Es increíble lo devastador que es el fuego. En esos pocos minutos la cocina quedó siniestro total: estaba todo negro y olía a cuerno quemado (nunca mejor dicho), se habían desprendido muchas baldosas, había trozos de muebles quemados por el suelo, cosas rotas y derretidas… y un gran charco de agua y cenizas. Me llamó la atención que la tarterita con la comida de N seguía tal cual encima de la cocina… o sea que eso no había sido lo que había provocado el incendio, como yo pensaba. Habían abierto todas las ventanas de la casa para ayudar a salir el humo lo antes posible… resultado: toda la casa estaba llena de hollín, que no es muy conveniente respirar, por lo que habría que llamar a un equipo de limpieza para que lo quitara todo antes de poder volver a entrar en casa. El techo del pasillo estaba negro como el carbón.

El jefe de bomberos me explicó todo esto, y también que habían cortado la corriente de la cocina porque parte de la instalación estaba derretida, que había intentado enchufar la nevera a otro sitio pero que saltaba el fusible porque probablemente el electrodoméstico se había recalentado y habría que esperar un poco… Qué majo, el bombero, con las prisas no se había fijado en un detalle: las llamas subieron por el techo y volvieron a bajar por la pared de enfrente, lamiendo la puntita de la nevera y dejándole en la puerta un agujero estupendo para meter la mano y coger una cervecita fresquita. ¿Cómo leches iba a funcionar?

Tengo que decir también que el jefe de policía que me tomó los datos se mostró muy preocupado por nosotros y por cómo íbamos a pasar los siguientes días, y me insistió mucho en que me pusiera en contacto con él si teníamos cualquier problema relacionado con el alojamiento. No fue necesario, pero se agradece.

Yo estaba en parte aliviada porque ya no había fuego, en parte abrumada por lo que se venía encima, y no sabía cómo comenzar a ponerle solución a los problemas que estaban surgiendo, empezando por toda la comida que se iba a estropear.
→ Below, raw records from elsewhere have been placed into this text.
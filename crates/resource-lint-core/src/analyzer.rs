//! The analyzer trait and its error type.

use std::any::Any;

use thiserror::Error;

use crate::pass::Pass;
use crate::types::Severity;

/// Result value an analyzer hands to the analyzers that require it.
pub type Fact = Box<dyn Any + Send + Sync>;

/// Errors that can occur while building or running the analyzer graph.
#[derive(Debug, Error)]
pub enum AnalysisError {
    /// A check or requirement names an analyzer that is not registered.
    #[error("unknown analyzer: {0}")]
    UnknownAnalyzer(String),

    /// The `requires` relation is cyclic.
    #[error("analyzer dependency cycle involving {0}")]
    Cycle(String),

    /// Two registered analyzers share a name.
    #[error("analyzer registered twice: {0}")]
    Duplicate(String),

    /// An analyzer failed on one package.
    #[error("{analyzer} failed on {package}: {message}")]
    Failed {
        /// Analyzer name.
        analyzer: String,
        /// Import path of the package.
        package: String,
        /// Failure description.
        message: String,
    },
}

/// One unit of static analysis.
///
/// Analyzers form a graph through [`requires`](Analyzer::requires). Each
/// runs once per root package, after everything it requires, and may
/// return a [`Fact`] for downstream analyzers and report diagnostics
/// through its [`Pass`].
///
/// # Example
///
/// ```ignore
/// struct PercentNames;
///
/// impl Analyzer for PercentNames {
///     fn name(&self) -> &'static str { "AZRN001" }
///     fn doc(&self) -> &'static str { "check for _in_percent property names" }
///     fn requires(&self) -> &'static [&'static str] { &["schema-local"] }
///
///     fn run(&self, pass: &mut Pass<'_>) -> Result<Option<Fact>, AnalysisError> {
///         let Some(local) = pass.fact::<LocalSchemas>("schema-local") else {
///             return Ok(None);
///         };
///         // ...
///         Ok(None)
///     }
/// }
/// ```
pub trait Analyzer: Send + Sync {
    /// Graph key, and the name printed with each diagnostic.
    fn name(&self) -> &'static str;

    /// Documentation; the first line is the title shown by `--list`.
    fn doc(&self) -> &'static str;

    /// Names of the analyzers whose facts this one consumes.
    fn requires(&self) -> &'static [&'static str] {
        &[]
    }

    /// Whether this analyzer reports diagnostics. Extraction layers that
    /// only produce facts return `false` and are hidden from `--list`.
    fn reports(&self) -> bool {
        true
    }

    /// Severity of reported diagnostics unless configuration overrides it.
    fn default_severity(&self) -> Severity {
        Severity::Warning
    }

    /// Analyzes the package of `pass`.
    ///
    /// # Errors
    ///
    /// An error drops this analyzer's fact for the package; dependents then
    /// report nothing for it. The run itself continues.
    fn run(&self, pass: &mut Pass<'_>) -> Result<Option<Fact>, AnalysisError>;
}

/// Type alias for boxed Analyzer trait objects.
pub type AnalyzerBox = Box<dyn Analyzer>;

/// First line of an analyzer's documentation.
#[must_use]
pub fn title(analyzer: &dyn Analyzer) -> &'static str {
    analyzer.doc().lines().next().unwrap_or_default().trim()
}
Menos mal que a pesar de todo siempre me domina la templanza y cuando llamé a papá zombi y me saltó el contestador fui capaz de dejarle un mensaje calmado: «Hola, papi, soy yo. Tienes que venir cuanto antes. Ha habido un fuego en la cocina, los bomberos ya lo han apagado y estamos todas bien, tranquilo… pero ven en cuanto puedas«.
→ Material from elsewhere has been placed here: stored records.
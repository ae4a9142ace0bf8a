//! Check that optional-only blocks declare `AtLeastOneOf`.
//!
//! # Rationale
//!
//! A block whose properties are all optional accepts `foo {}`, which the
//! API usually treats differently from omitting the block. `AtLeastOneOf`
//! on the properties rejects the empty block at plan time.
//!
//! # Detected Patterns
//!
//! - A non-computed `TypeList` whose `Elem` block is fully resolved, has no
//!   required property, at least two optional ones, and no `AtLeastOneOf`

use resource_lint_core::{AnalysisError, Analyzer, Fact, Pass, Suggestion};
use resource_lint_schema::{local, LocalSchemas, SchemaInfo, SchemaType};

use crate::report_in;

/// Check code.
pub const CODE: &str = "AZSD002";

/// Flags optional-only blocks without `AtLeastOneOf`.
#[derive(Debug, Default, Clone, Copy)]
pub struct AtLeastOneOf;

impl AtLeastOneOf {
    /// Creates the check.
    #[must_use]
    pub fn new() -> Self {
        Self
    }
}

/// Optional property names of the block, when it needs `AtLeastOneOf`.
fn candidates(info: &SchemaInfo) -> Option<Vec<&str>> {
    if info.computed || info.schema_type != SchemaType::List {
        return None;
    }
    let block = info.block().filter(|b| b.is_complete())?;
    if block.fields.iter().any(|f| f.info.required || f.info.at_least_one_of) {
        return None;
    }
    let optional: Vec<&str> = block
        .fields
        .iter()
        .filter(|f| f.info.optional)
        .map(|f| f.name.as_str())
        .collect();
    (optional.len() >= 2).then_some(optional)
}

impl Analyzer for AtLeastOneOf {
    fn name(&self) -> &'static str {
        CODE
    }

    fn doc(&self) -> &'static str {
        "check for optional-only blocks without AtLeastOneOf\n\n\
         When every property of a list block is optional, the properties should \
         declare AtLeastOneOf so an empty block is rejected."
    }

    fn requires(&self) -> &'static [&'static str] {
        &[local::NAME]
    }

    fn run(&self, pass: &mut Pass<'_>) -> Result<Option<Fact>, AnalysisError> {
        let Some(local) = pass.fact::<LocalSchemas>(local::NAME) else {
            return Ok(None);
        };
        for field in local.maps.iter().flat_map(|m| &m.fields) {
            let Some(optional) = candidates(&field.info) else {
                continue;
            };
            let paths: Vec<String> = optional
                .iter()
                .map(|name| format!("\"{}.0.{name}\"", field.name))
                .collect();
            report_in(
                pass,
                field.file,
                field.key_position,
                format!(
                    "block `{}` has only optional properties and none sets AtLeastOneOf",
                    field.name
                ),
                Some(Suggestion::new(format!(
                    "add `AtLeastOneOf: []string{{{}}}` to each property",
                    paths.join(", ")
                ))),
            );
        }
        Ok(None)
    }
}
Menos mal también que papá zombi tiene más iniciativa que yo: en cuanto llegó y vio que estábamos bien buscó un sitio donde poder pasar la noche (con nevera para intentar salvar toda la comida posible), llamó al casero para explicarle el asunto y ponerse en contacto con el seguro, hizo el petate con lo imprescindible y nos trasladó al hotel, y lo arregló en su trabajo para cogerse unos días «libres» y así poder estar pendiente de todo.
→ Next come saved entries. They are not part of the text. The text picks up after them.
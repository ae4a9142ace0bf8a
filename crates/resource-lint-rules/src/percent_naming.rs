//! Check for `_in_percent` attribute names.
//!
//! # Rationale
//!
//! The provider names percentages `_percentage`; mixing both spellings
//! makes attribute names harder to guess.
//!
//! Keys are checked even when their value is a call that cannot be
//! followed.

use resource_lint_core::{AnalysisError, Analyzer, Fact, Pass, Suggestion};
use resource_lint_schema::{local, LocalSchemas};

use crate::report_in;

/// Check code.
pub const CODE: &str = "AZRN001";

const DISCOURAGED: &str = "_in_percent";
const PREFERRED: &str = "_percentage";

/// Flags attribute names containing `_in_percent`.
#[derive(Debug, Default, Clone, Copy)]
pub struct PercentNaming;

impl PercentNaming {
    /// Creates the check.
    #[must_use]
    pub fn new() -> Self {
        Self
    }
}

impl Analyzer for PercentNaming {
    fn name(&self) -> &'static str {
        CODE
    }

    fn doc(&self) -> &'static str {
        "check for attribute names using _in_percent\n\n\
         Percentages are named with the `_percentage` suffix."
    }

    fn requires(&self) -> &'static [&'static str] {
        &[local::NAME]
    }

    fn run(&self, pass: &mut Pass<'_>) -> Result<Option<Fact>, AnalysisError> {
        let Some(local) = pass.fact::<LocalSchemas>(local::NAME) else {
            return Ok(None);
        };
        for (name, file, position) in local.maps.iter().flat_map(|m| m.keys()) {
            if !name.contains(DISCOURAGED) {
                continue;
            }
            let renamed = name.replace(DISCOURAGED, PREFERRED);
            report_in(
                pass,
                file,
                position,
                format!("`{name}` should use `{PREFERRED}` instead of `{DISCOURAGED}`"),
                Some(Suggestion::with_replacement(format!("rename to `{renamed}`"), renamed)),
            );
        }
        Ok(None)
    }
}

#[cfg(test)]
mod tests {
    use super::*;
    use crate::testing::check_file;

    #[test]
    fn test_detects_in_percent_names() {
        let violations = check_file(
            CODE,
            r#"package web

var s = map[string]*pluginsdk.Schema{
	"cpu_in_percent": {Type: pluginsdk.TypeInt, Optional: true},
	"memory_percentage": {Type: pluginsdk.TypeInt, Optional: true},
	"scale": {
		Type:     pluginsdk.TypeList,
		Optional: true,
		Elem: &pluginsdk.Resource{
			Schema: map[string]*pluginsdk.Schema{
				"threshold_in_percent_max": {Type: pluginsdk.TypeInt, Optional: true},
			},
		},
	},
}
"#,
        );
        let replacements: Vec<_> = violations
            .iter()
            .filter_map(|v| v.suggestion.as_ref()?.replacement.as_deref())
            .collect();
        assert_eq!(
            replacements,
            vec!["cpu_percentage", "threshold_percentage_max"]
        );
    }

    #[test]
    fn test_checks_keys_of_unresolved_entries() {
        let violations = check_file(
            CODE,
            r#"package web

var s = map[string]*pluginsdk.Schema{
	"name":           commonschema.Name(),
	"cpu_in_percent": cpuSchema(),
}
"#,
        );
        assert_eq!(violations.len(), 1);
        assert_eq!(violations[0].location.line, 5);
        assert!(violations[0].message.contains("`cpu_in_percent`"));
    }
}
//! Core types for lint violations and results.

use serde::{Deserialize, Serialize};
use std::path::PathBuf;

/// Severity level for lint violations.
#[derive(Debug, Clone, Copy, PartialEq, Eq, PartialOrd, Ord, Hash, Serialize, Deserialize)]
#[serde(rename_all = "lowercase")]
pub enum Severity {
    /// Informational message, does not fail lint.
    Info,
    /// Convention violation that should be addressed.
    Warning,
    /// Error that must be fixed.
    Error,
}

impl std::fmt::Display for Severity {
    fn fmt(&self, f: &mut std::fmt::Formatter<'_>) -> std::fmt::Result {
        match self {
            Self::Info => write!(f, "info"),
            Self::Warning => write!(f, "warning"),
            Self::Error => write!(f, "error"),
        }
    }
}

/// Source code location.
#[derive(Debug, Clone, PartialEq, Eq, Hash, PartialOrd, Ord, Serialize, Deserialize)]
pub struct Location {
    /// File path as displayed to the user.
    pub file: PathBuf,
    /// Line number (1-indexed).
    pub line: usize,
    /// Column number (1-indexed).
    pub column: usize,
}

impl Location {
    /// Creates a new location.
    #[must_use]
    pub fn new(file: impl Into<PathBuf>, line: usize, column: usize) -> Self {
        Self {
            file: file.into(),
            line,
            column,
        }
    }
}

/// A suggested fix for a violation.
#[derive(Debug, Clone, PartialEq, Eq, Serialize, Deserialize)]
pub struct Suggestion {
    /// Human-readable description of the fix.
    pub message: String,
    /// Replacement text, when the fix is mechanical.
    #[serde(default, skip_serializing_if = "Option::is_none")]
    pub replacement: Option<String>,
}

impl Suggestion {
    /// Creates a new suggestion without replacement text.
    #[must_use]
    pub fn new(message: impl Into<String>) -> Self {
        Self {
            message: message.into(),
            replacement: None,
        }
    }

    /// Creates a new suggestion carrying replacement text.
    #[must_use]
    pub fn with_replacement(message: impl Into<String>, replacement: impl Into<String>) -> Self {
        Self {
            message: message.into(),
            replacement: Some(replacement.into()),
        }
    }
}

/// A convention violation found during analysis.
#[derive(Debug, Clone, PartialEq, Eq, Serialize, Deserialize)]
pub struct Violation {
    /// Analyzer name (e.g., "AZBP001").
    pub analyzer: String,
    /// Severity of this violation.
    pub severity: Severity,
    /// Primary location of the violation.
    pub location: Location,
    /// Human-readable message.
    pub message: String,
    /// Optional suggestion for fixing.
    #[serde(default, skip_serializing_if = "Option::is_none")]
    pub suggestion: Option<Suggestion>,
}

impl Violation {
    /// Creates a new violation.
    #[must_use]
    pub fn new(
        analyzer: impl Into<String>,
        severity: Severity,
        location: Location,
        message: impl Into<String>,
    ) -> Self {
        Self {
            analyzer: analyzer.into(),
            severity,
            location,
            message: message.into(),
            suggestion: None,
        }
    }

    /// Adds a suggestion to this violation.
    #[must_use]
    pub fn with_suggestion(mut self, suggestion: Suggestion) -> Self {
        self.suggestion = Some(suggestion);
        self
    }
}

impl std::fmt::Display for Violation {
    fn fmt(&self, f: &mut std::fmt::Formatter<'_>) -> std::fmt::Result {
        write!(
            f,
            "{}:{}:{}: {}: {}",
            self.location.file.display(),
            self.location.line,
            self.location.column,
            self.analyzer,
            self.message
        )
    }
}

/// Result of running the analyzer graph.
#[derive(Debug, Default, Serialize, Deserialize)]
pub struct LintResult {
    /// All reported violations, sorted by location.
    pub violations: Vec<Violation>,
    /// Number of root packages analyzed.
    pub packages_checked: usize,
    /// Number of files in those packages.
    pub files_checked: usize,
}

impl LintResult {
    /// Creates a new empty result.
    #[must_use]
    pub fn new() -> Self {
        Self::default()
    }

    /// Counts violations by severity as `(errors, warnings, infos)`.
    #[must_use]
    pub fn count_by_severity(&self) -> (usize, usize, usize) {
        let count = |s: Severity| self.violations.iter().filter(|v| v.severity == s).count();
        (
            count(Severity::Error),
            count(Severity::Warning),
            count(Severity::Info),
        )
    }

    /// Checks if any violations meet or exceed the given severity threshold.
    #[must_use]
    pub fn has_violations_at(&self, severity: Severity) -> bool {
        self.violations.iter().any(|v| v.severity >= severity)
    }

    /// Sorts by location and drops exact duplicates.
    pub fn normalize(&mut self) {
        self.violations.sort_by(|a, b| {
            a.location
                .cmp(&b.location)
                .then_with(|| a.analyzer.cmp(&b.analyzer))
                .then_with(|| a.message.cmp(&b.message))
        });
        self.violations.dedup();
    }
}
Nunca es buen momento para que te pase esto… pero ese momento en concreto no podía ser peor, porque las niñas tenían una semana de vacaciones de carnaval, así que íbamos a tener que atenderlas las 24 horas del día en un entorno extraño, sin sus cosas, y para colmo de males después de cien días sin llover empezó a caer el diluvio. Por otro lado había que ir a casa para estar en el peritaje, supervisar la limpieza y después las obras… ¡Pero no podíamos meter a las niñas ahí con la casa en esas condiciones! Mal, fatal.

Los siguientes meses fueron una odisea… pero ésta os la contaré otro día. Prometo no tardar otro año en volver a escribir… a no ser que sufra otra catástrofe de estas proporciones. Yo creo que con esto ya vamos servidos, ¿eh, karma?